Search the data for "Parser". Each line containing it is to be copied.

___ Source data ___

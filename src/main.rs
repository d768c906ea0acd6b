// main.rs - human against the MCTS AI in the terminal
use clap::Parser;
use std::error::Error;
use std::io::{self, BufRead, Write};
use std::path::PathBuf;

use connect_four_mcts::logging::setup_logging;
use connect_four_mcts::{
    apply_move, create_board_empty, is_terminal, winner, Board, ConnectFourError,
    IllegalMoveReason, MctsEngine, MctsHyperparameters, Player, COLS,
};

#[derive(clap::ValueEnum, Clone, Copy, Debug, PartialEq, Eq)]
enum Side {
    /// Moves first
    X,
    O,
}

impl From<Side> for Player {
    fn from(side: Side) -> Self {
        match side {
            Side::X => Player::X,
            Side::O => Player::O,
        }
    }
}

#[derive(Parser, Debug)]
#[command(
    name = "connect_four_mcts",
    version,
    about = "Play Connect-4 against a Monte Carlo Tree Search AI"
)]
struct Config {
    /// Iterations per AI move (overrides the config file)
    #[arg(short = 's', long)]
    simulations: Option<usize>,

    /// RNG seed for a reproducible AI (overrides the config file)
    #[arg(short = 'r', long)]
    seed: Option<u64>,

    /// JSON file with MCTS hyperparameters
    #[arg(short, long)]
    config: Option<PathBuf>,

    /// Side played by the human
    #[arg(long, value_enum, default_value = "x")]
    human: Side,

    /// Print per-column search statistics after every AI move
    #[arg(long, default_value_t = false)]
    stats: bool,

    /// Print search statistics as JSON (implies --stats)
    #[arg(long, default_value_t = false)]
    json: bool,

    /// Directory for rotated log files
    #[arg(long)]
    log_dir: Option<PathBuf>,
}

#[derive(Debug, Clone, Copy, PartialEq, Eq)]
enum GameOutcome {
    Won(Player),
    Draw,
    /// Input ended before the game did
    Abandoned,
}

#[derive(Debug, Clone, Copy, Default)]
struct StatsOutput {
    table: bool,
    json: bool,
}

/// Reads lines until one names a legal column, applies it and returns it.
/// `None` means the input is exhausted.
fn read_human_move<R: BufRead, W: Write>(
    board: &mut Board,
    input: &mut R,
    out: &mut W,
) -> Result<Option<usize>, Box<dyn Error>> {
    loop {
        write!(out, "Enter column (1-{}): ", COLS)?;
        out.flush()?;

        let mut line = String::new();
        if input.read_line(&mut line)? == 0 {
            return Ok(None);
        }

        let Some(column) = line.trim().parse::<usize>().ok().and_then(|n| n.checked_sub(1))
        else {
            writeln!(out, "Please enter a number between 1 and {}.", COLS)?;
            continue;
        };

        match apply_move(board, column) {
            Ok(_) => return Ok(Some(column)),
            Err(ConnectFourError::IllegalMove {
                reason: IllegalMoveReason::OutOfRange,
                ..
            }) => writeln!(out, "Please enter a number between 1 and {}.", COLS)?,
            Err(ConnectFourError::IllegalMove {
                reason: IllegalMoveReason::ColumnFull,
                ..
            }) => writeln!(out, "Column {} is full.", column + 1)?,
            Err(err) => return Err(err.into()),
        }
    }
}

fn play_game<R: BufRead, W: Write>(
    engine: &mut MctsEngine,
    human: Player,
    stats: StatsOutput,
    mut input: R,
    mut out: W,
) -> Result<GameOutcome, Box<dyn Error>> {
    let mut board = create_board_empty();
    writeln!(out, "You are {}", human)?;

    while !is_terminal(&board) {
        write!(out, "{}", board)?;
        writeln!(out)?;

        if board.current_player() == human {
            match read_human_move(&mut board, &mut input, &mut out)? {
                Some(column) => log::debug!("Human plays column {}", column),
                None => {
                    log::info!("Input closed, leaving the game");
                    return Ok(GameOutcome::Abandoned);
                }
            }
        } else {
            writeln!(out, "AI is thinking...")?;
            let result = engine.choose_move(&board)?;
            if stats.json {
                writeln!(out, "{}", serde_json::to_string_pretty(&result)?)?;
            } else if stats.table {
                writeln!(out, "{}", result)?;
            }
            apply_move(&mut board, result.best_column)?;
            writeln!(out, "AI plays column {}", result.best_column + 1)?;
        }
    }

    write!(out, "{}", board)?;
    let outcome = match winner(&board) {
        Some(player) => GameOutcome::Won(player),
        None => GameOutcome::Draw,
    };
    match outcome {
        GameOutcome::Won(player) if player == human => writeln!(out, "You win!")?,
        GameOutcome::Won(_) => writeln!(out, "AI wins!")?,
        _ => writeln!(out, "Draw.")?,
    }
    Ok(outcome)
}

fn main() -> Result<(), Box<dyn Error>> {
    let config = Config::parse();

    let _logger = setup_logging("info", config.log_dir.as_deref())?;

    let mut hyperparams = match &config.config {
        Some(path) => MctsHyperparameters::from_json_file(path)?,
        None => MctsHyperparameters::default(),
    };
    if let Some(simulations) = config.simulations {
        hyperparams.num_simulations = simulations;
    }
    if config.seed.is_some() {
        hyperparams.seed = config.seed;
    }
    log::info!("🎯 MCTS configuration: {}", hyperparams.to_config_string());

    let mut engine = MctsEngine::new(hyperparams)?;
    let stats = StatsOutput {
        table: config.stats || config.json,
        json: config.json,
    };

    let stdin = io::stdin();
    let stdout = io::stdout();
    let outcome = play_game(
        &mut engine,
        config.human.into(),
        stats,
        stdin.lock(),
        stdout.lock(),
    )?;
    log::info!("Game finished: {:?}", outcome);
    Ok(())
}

___

* [Output for this task]:
use clap::Parser;
#[derive(Parser, Debug)]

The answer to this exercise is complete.